Stored data entries
=====
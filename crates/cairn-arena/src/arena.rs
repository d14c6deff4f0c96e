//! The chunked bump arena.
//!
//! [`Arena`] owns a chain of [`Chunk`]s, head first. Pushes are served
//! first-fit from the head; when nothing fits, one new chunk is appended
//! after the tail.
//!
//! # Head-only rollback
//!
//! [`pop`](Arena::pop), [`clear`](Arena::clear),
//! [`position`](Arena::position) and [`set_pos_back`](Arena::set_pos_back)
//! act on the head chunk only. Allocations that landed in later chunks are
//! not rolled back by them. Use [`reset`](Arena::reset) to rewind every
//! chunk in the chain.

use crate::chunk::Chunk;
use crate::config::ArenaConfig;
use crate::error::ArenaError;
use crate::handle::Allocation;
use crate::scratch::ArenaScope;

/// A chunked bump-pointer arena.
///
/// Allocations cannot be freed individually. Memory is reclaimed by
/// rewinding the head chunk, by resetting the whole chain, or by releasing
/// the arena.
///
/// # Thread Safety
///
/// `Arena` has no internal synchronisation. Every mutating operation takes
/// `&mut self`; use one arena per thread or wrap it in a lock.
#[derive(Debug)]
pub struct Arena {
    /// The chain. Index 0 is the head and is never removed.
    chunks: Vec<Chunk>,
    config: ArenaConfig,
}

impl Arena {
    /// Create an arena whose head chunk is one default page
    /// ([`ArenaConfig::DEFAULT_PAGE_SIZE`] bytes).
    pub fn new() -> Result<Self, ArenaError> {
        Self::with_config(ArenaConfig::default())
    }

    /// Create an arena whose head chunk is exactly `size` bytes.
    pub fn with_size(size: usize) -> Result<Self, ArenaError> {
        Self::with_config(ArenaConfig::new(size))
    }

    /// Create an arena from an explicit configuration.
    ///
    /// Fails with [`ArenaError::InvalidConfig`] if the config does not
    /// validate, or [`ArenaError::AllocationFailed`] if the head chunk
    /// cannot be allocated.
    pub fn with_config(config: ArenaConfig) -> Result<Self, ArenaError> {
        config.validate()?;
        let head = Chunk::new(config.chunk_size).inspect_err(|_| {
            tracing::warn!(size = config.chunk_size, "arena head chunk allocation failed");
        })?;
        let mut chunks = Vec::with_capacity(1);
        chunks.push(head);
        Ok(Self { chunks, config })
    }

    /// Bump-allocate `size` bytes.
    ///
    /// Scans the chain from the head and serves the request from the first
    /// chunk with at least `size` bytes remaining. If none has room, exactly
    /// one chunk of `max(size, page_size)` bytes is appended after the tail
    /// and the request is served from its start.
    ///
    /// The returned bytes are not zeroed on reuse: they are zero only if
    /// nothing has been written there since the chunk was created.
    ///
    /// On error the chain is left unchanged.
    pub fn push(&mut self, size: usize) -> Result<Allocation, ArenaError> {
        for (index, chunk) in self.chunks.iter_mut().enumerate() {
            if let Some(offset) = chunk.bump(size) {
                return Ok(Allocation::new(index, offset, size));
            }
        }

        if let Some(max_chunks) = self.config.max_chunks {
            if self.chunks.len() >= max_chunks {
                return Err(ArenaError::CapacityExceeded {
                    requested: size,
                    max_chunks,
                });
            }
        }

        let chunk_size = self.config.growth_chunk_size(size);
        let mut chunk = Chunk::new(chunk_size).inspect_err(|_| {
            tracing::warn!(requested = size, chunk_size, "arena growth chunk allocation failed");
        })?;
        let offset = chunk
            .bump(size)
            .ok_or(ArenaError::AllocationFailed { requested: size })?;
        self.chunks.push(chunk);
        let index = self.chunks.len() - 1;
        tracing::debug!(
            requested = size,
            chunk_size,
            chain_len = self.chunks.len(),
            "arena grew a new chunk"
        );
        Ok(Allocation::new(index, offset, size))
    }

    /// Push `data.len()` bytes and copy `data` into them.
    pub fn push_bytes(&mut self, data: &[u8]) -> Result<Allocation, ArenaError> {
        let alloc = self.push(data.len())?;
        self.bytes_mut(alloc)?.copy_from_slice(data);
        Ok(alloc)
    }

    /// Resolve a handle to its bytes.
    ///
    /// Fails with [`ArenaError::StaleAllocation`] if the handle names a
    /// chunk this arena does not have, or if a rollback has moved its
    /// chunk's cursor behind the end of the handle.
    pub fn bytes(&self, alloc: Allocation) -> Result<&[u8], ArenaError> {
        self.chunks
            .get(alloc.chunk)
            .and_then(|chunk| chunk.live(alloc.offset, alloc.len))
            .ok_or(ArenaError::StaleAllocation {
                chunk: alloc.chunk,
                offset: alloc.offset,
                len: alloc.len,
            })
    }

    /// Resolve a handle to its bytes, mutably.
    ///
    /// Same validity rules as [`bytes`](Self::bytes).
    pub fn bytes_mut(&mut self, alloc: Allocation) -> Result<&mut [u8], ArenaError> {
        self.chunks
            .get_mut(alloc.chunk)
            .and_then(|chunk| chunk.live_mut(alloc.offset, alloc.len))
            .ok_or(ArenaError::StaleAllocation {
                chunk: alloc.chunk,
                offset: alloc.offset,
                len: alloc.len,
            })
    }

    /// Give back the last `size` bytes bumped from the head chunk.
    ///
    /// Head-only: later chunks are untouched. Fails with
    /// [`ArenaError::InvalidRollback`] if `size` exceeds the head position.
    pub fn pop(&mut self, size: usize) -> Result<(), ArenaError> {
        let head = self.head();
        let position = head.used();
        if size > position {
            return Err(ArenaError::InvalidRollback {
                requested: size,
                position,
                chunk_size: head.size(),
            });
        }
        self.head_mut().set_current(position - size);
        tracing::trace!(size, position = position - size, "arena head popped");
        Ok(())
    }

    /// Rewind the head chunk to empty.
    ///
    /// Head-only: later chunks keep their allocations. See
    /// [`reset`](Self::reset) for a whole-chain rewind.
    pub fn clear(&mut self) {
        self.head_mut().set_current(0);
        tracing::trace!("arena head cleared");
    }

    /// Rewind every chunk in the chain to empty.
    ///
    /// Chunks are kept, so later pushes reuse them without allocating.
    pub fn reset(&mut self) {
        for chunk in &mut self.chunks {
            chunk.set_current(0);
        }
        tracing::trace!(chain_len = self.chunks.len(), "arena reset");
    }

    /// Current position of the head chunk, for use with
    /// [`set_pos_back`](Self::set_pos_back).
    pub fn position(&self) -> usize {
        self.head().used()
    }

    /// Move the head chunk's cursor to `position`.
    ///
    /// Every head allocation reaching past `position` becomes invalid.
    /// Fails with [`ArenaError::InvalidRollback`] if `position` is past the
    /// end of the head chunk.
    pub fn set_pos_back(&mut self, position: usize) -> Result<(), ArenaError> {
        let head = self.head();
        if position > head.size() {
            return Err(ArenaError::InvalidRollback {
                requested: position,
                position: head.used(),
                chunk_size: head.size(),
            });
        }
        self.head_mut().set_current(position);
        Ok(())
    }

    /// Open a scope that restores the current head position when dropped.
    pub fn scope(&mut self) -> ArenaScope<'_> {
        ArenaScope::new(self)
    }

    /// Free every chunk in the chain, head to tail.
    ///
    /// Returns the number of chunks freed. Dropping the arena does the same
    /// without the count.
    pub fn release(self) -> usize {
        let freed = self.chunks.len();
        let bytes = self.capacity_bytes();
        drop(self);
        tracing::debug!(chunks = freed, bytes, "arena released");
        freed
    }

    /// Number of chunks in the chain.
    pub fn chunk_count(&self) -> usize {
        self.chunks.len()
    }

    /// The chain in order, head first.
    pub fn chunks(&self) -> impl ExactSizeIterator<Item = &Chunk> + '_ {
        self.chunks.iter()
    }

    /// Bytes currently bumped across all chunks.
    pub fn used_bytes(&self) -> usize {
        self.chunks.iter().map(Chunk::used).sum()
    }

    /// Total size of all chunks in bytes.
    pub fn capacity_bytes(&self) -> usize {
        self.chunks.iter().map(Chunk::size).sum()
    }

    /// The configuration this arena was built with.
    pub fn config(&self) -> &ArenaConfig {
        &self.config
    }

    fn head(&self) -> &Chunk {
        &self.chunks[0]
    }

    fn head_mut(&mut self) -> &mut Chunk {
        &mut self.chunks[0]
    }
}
=====
Task statement
Give only the number of lines in the data that hold the word "offset".

Task solution
8